Öte yandan sanal takım kavramının ikinci kısmı takım kavramıyla alakalıdır. Bir bireyler topluluğunun takım olarak tanımlanabilmesi için; bireylerin birbirlerini tamamlayıcı yetenek ve ustalıklarını topluluğun hizmetine sunmaları, üyelerin kendi bireysel amaçlarını ikinci plana iterek topluluğun amaçlarını ön plana çıkarmaları, topluluğun başarısının her üyenin görevini başarıyla yerine getirmesine bağlı olması, bir görev odağının ve ortak amaçların varlığının söz konusu olması, bir liderin var olması gerekmektedir[4]. Sanal takım kavramıyla ilgili olarak yaşanan tereddütlerden bir tanesi de, internet ortamında faaliyet gösteren sohbet gruplarının birer sanal takım sayılıp sayılamayacaklarına ilişkindir. Internet ortamında faaliyet gösteren bu toplulukların yakından incelendiklerinde, belli istisnalar dışında, takımların yukarıda sıralanan temel özelliklerini taşımadıkları görülecektir. Bu topluluklarda genellikle bireysel amaçlar daha ön plandadır, gayri resmi bir hava vardır, bireyler çoğu zaman birbirlerini tamamlayıcı yetenek ve ustalıkları bir araya getirmek yükümlülüğünü omuzlarında taşımamaktadırlar. Bu topluluklar sanal özellik taşımaktadırlar, ama bir takım olmanın gereklerini çoğu zaman tam olarak yerine getirmemektedirler. Dolayısıyla bu toplulukları bir sanal takımdan ziyade sanal grup olarak nitelendirmek daha doğru olacaktır.

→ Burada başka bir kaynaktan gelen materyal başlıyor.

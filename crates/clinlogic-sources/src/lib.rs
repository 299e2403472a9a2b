//! Reference data sources for the clinical logic engine
//!
//! Providers answer token reads from pluggable backing stores:
//! - `ObservationDataSource`: one key per observed concept name
//! - `PatientDataSource`: demographic keys (`GENDER`, `AGE`, ...)
//! - `DataSet`: JSON loader that fills in-memory stores for both
//!
//! ```ignore
//! use clinlogic_sources::DataSet;
//!
//! let data = DataSet::from_file("dataset.json")?;
//! let (patients, observations) = data.into_stores()?;
//! ```

pub mod dataset;
pub mod error;
pub mod observation;
pub mod patient;
pub mod store;

pub use dataset::{DataSet, ObservationRecord};
pub use error::{SourceError, SourceResult};
pub use observation::ObservationDataSource;
pub use patient::{DemographicKey, PatientDataSource};
pub use store::{
    MemoryObservationStore, MemoryPatientStore, Observation, ObservationStore, Patient,
    PatientStore,
};
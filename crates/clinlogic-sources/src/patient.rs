//! Patient demographics data source

use crate::store::{Patient, PatientStore};
use chrono::{NaiveDate, NaiveDateTime, NaiveTime};
use clinlogic_criteria::LogicCriteria;
use clinlogic_eval::{
    DEFAULT_TTL_SECONDS, EvalError, EvalResult, EvaluationContext, LogicDataSource, ResultMap,
};
use clinlogic_types::{Cohort, Datatype, LogicResult, ResultNode};
use log::debug;
use std::sync::Arc;

/// Demographic attributes served by `PatientDataSource`
#[derive(Debug, Clone, Copy, PartialEq, Eq, Hash)]
pub enum DemographicKey {
    Gender,
    Birthdate,
    /// Whole years at the index date, or at death if earlier
    Age,
    Dead,
    DeathDate,
    Identifier,
    FamilyName,
    GivenName,
}

const DEMOGRAPHIC_KEYS: &[(&str, DemographicKey)] = &[
    ("GENDER", DemographicKey::Gender),
    ("BIRTHDATE", DemographicKey::Birthdate),
    ("AGE", DemographicKey::Age),
    ("DEAD", DemographicKey::Dead),
    ("DEATH DATE", DemographicKey::DeathDate),
    ("IDENTIFIER", DemographicKey::Identifier),
    ("FAMILY NAME", DemographicKey::FamilyName),
    ("GIVEN NAME", DemographicKey::GivenName),
];

fn midnight(date: NaiveDate) -> NaiveDateTime {
    date.and_time(NaiveTime::MIN)
}

impl DemographicKey {
    /// Look up the attribute for a key
    pub fn from_key(key: &str) -> Option<Self> {
        DEMOGRAPHIC_KEYS
            .iter()
            .find(|(name, _)| *name == key)
            .map(|(_, attr)| *attr)
    }

    /// The key this attribute is served under
    pub fn key(self) -> &'static str {
        DEMOGRAPHIC_KEYS
            .iter()
            .find(|(_, attr)| *attr == self)
            .map_or("", |(name, _)| *name)
    }

    /// Datatype of the attribute's values
    pub fn datatype(self) -> Datatype {
        match self {
            DemographicKey::Birthdate | DemographicKey::DeathDate => Datatype::Datetime,
            DemographicKey::Age => Datatype::Numeric,
            DemographicKey::Dead => Datatype::Boolean,
            DemographicKey::Gender
            | DemographicKey::Identifier
            | DemographicKey::FamilyName
            | DemographicKey::GivenName => Datatype::Text,
        }
    }

    /// Every served key
    pub fn all_keys() -> impl Iterator<Item = &'static str> {
        DEMOGRAPHIC_KEYS.iter().map(|(name, _)| *name)
    }

    /// The attribute's node for one patient, if recorded
    pub fn extract(self, patient: &Patient, index_date: NaiveDateTime) -> Option<ResultNode> {
        let node = match self {
            DemographicKey::Gender => ResultNode::new(patient.gender.clone()?),
            DemographicKey::Birthdate => {
                let born = midnight(patient.birthdate?);
                ResultNode::dated(born, born)
            }
            DemographicKey::Age => {
                let mut on = index_date.date();
                if let Some(died) = patient.death_date {
                    on = on.min(died);
                }
                let age = on.years_since(patient.birthdate?)?;
                ResultNode::new(i64::from(age))
            }
            DemographicKey::Dead => ResultNode::new(patient.dead),
            DemographicKey::DeathDate => {
                let died = midnight(patient.death_date?);
                ResultNode::dated(died, died)
            }
            DemographicKey::Identifier => ResultNode::new(patient.identifier.clone()?),
            DemographicKey::FamilyName => ResultNode::new(patient.family_name.clone()?),
            DemographicKey::GivenName => ResultNode::new(patient.given_name.clone()?),
        };
        Some(node.with_source(self.key()))
    }
}

/// Data source over a `PatientStore`
pub struct PatientDataSource {
    store: Arc<dyn PatientStore>,
    ttl_seconds: u64,
}

impl PatientDataSource {
    /// Name the source registers under by default
    pub const NAME: &'static str = "person";

    pub fn new(store: Arc<dyn PatientStore>) -> Self {
        Self {
            store,
            ttl_seconds: DEFAULT_TTL_SECONDS,
        }
    }

    /// Override the cache TTL
    pub fn with_ttl(mut self, seconds: u64) -> Self {
        self.ttl_seconds = seconds;
        self
    }
}

impl LogicDataSource for PatientDataSource {
    fn keys(&self) -> Vec<String> {
        DemographicKey::all_keys().map(String::from).collect()
    }

    fn has_key(&self, key: &str) -> bool {
        DemographicKey::from_key(key).is_some()
    }

    fn default_ttl(&self) -> u64 {
        self.ttl_seconds
    }

    fn default_datatype(&self, key: &str) -> Option<Datatype> {
        DemographicKey::from_key(key).map(DemographicKey::datatype)
    }

    fn read(
        &self,
        context: &EvaluationContext,
        cohort: &Cohort,
        criteria: &LogicCriteria,
    ) -> EvalResult<ResultMap> {
        let token = criteria
            .root_token()
            .ok_or_else(|| EvalError::criteria(criteria.to_string(), "no token to read"))?;
        let attribute =
            DemographicKey::from_key(&token.key).ok_or_else(|| EvalError::unknown_key(&token.key))?;

        let patients = self
            .store
            .patients(cohort)
            .map_err(|e| e.into_eval(Self::NAME))?;
        debug!(
            "Read '{}' for {} of {} patients",
            token.key,
            patients.len(),
            cohort.len()
        );

        let index_date = context.index_date();
        Ok(patients
            .iter()
            .filter_map(|patient| {
                attribute
                    .extract(patient, index_date)
                    .map(|node| (patient.id, LogicResult::from_node(node)))
            })
            .collect())
    }
}
//! Comparison operators (=, !=, <, <=, >, >=, contains)

use clinlogic_criteria::{ComparisonOp, Operand};
use clinlogic_types::{Concept, LogicResult, Value, parse_datetime};
use rust_decimal::Decimal;
use std::cmp::Ordering;
use std::str::FromStr;

fn mismatch(value: &Value, operand: &Operand) -> String {
    format!(
        "cannot compare {} value '{}' with {}",
        value.datatype(),
        value,
        operand
    )
}

fn equality(op: ComparisonOp, equal: bool, kind: &str) -> Result<bool, String> {
    match op {
        ComparisonOp::Equal | ComparisonOp::Contains => Ok(equal),
        ComparisonOp::NotEqual => Ok(!equal),
        other => Err(format!(
            "'{}' is not defined for {kind} values",
            other.method_name()
        )),
    }
}

fn coded(concept: &Concept, op: ComparisonOp, operand: &Operand) -> Result<bool, String> {
    let equal = match operand {
        Operand::Coded(other) => other.id == concept.id,
        Operand::Text(name) => concept.is_named(name),
        other => {
            return Err(mismatch(&Value::Coded(concept.clone()), other));
        }
    };
    equality(op, equal, "coded")
}

fn ordering(value: &Value, operand: &Operand) -> Result<Ordering, String> {
    match (value, operand) {
        (Value::Numeric(n), Operand::Numeric(m)) => Ok(n.cmp(m)),
        (Value::Numeric(n), Operand::Text(s)) => Decimal::from_str(s.trim())
            .map(|m| n.cmp(&m))
            .map_err(|_| mismatch(value, operand)),
        (Value::Text(t), Operand::Numeric(m)) => Decimal::from_str(t.trim())
            .map(|n| n.cmp(m))
            .map_err(|_| mismatch(value, operand)),
        (Value::Text(t), Operand::Text(s)) => Ok(t.to_lowercase().cmp(&s.to_lowercase())),
        (Value::Datetime(d), Operand::Datetime(e)) => Ok(d.cmp(e)),
        (Value::Datetime(d), Operand::Text(s)) => parse_datetime(s)
            .map(|e| d.cmp(&e))
            .ok_or_else(|| mismatch(value, operand)),
        _ => Err(mismatch(value, operand)),
    }
}

/// Compare one value against an operand.
///
/// Text compares case-insensitively; coded values match by concept id or
/// name; `contains` is substring membership for text and name membership for
/// coded values.
pub fn compare(value: &Value, op: ComparisonOp, operand: &Operand) -> Result<bool, String> {
    match (value, operand) {
        (Value::Coded(concept), _) => coded(concept, op, operand),
        (Value::Boolean(b), Operand::Boolean(expected)) => equality(op, b == expected, "boolean"),
        (_, _) if op == ComparisonOp::Contains => match (value, operand) {
            (Value::Text(text), Operand::Text(needle)) => Ok(text
                .to_lowercase()
                .contains(&needle.to_lowercase())),
            _ => Err(mismatch(value, operand)),
        },
        _ => {
            let ord = ordering(value, operand)?;
            Ok(match op {
                ComparisonOp::Equal => ord == Ordering::Equal,
                ComparisonOp::NotEqual => ord != Ordering::Equal,
                ComparisonOp::Less => ord == Ordering::Less,
                ComparisonOp::LessOrEqual => ord != Ordering::Greater,
                ComparisonOp::Greater => ord == Ordering::Greater,
                ComparisonOp::GreaterOrEqual => ord != Ordering::Less,
                ComparisonOp::Contains => false,
            })
        }
    }
}

/// Keep the nodes that satisfy the comparison
pub fn filter(result: &LogicResult, op: ComparisonOp, operand: &Operand) -> Result<LogicResult, String> {
    let mut kept = Vec::new();
    for node in result {
        if compare(&node.value, op, operand)? {
            kept.push(node.clone());
        }
    }
    Ok(LogicResult::from_nodes(kept))
}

Aşağıda bir takımın sanal özellik taşıdığı takdirde zaten bilgisayar ve iletişim teknolojilerini kullanacağından yola çıkılarak, diğer iki unsurun yani zaman dilimi ve mekan anlamındaki farklılığın ve organizasyon çeşitliliği bazındaki değişkenliğin üzerinden sanal takım türleri bir tablo ile anlatılmaya çalışılacaktır:

Tablo 1: Zaman, Mekan ve Organizasyon Kriterlerine Göre Bazı Sanal Takım Türleri

Zaman

Mekan

Organizasyon

Aynı

Aynı

Aynı

Aynı

Farklı

Aynı

Farklı

Aynı

Aynı

Farklı

Farklı

Aynı

Aynı

Aynı

Farklı

Farklı

Aynı

Farklı

Aynı

Farklı

Farklı

Farklı

Farklı

Farklı


Yukarıdaki tabloya ilişkin bazı açıklamalar yapmak yerinde olacaktır. Aynı zaman dilimini, mekanı paylaşan ve aynı organizasyondan gelen bireylerin oluşturdukları bir takımın sanal hüviyet kazanıp kazanmayacağına ilişkin bazı şüpheler doğabilir. Oysa daha önce de bahsedildiği gibi bir takımın sanal olarak nitelenmesinde belirleyici unsur, üyelerin görevlerini yerine getirirken bilgisayar ve iletişim teknolojilerini kullanıp kullanmamalarıdır. Bu nedenle aynı mekanı, zaman dilimini paylaşan ve aynı organizasyondan gelen bireyler görevlerini yerine getirirken bahsettiğimiz araçları kullandıkları takdirde sanal takım özelliği kazanacaklardır. Fakat sanallaşma derecesini destekleyen diğer unsurlarda (zaman dilimi, mekan ve organizasyon farklılıkları) bir farklılaşma yaşanmadığından takımın sanallaşma derecesi düşük olacaktır.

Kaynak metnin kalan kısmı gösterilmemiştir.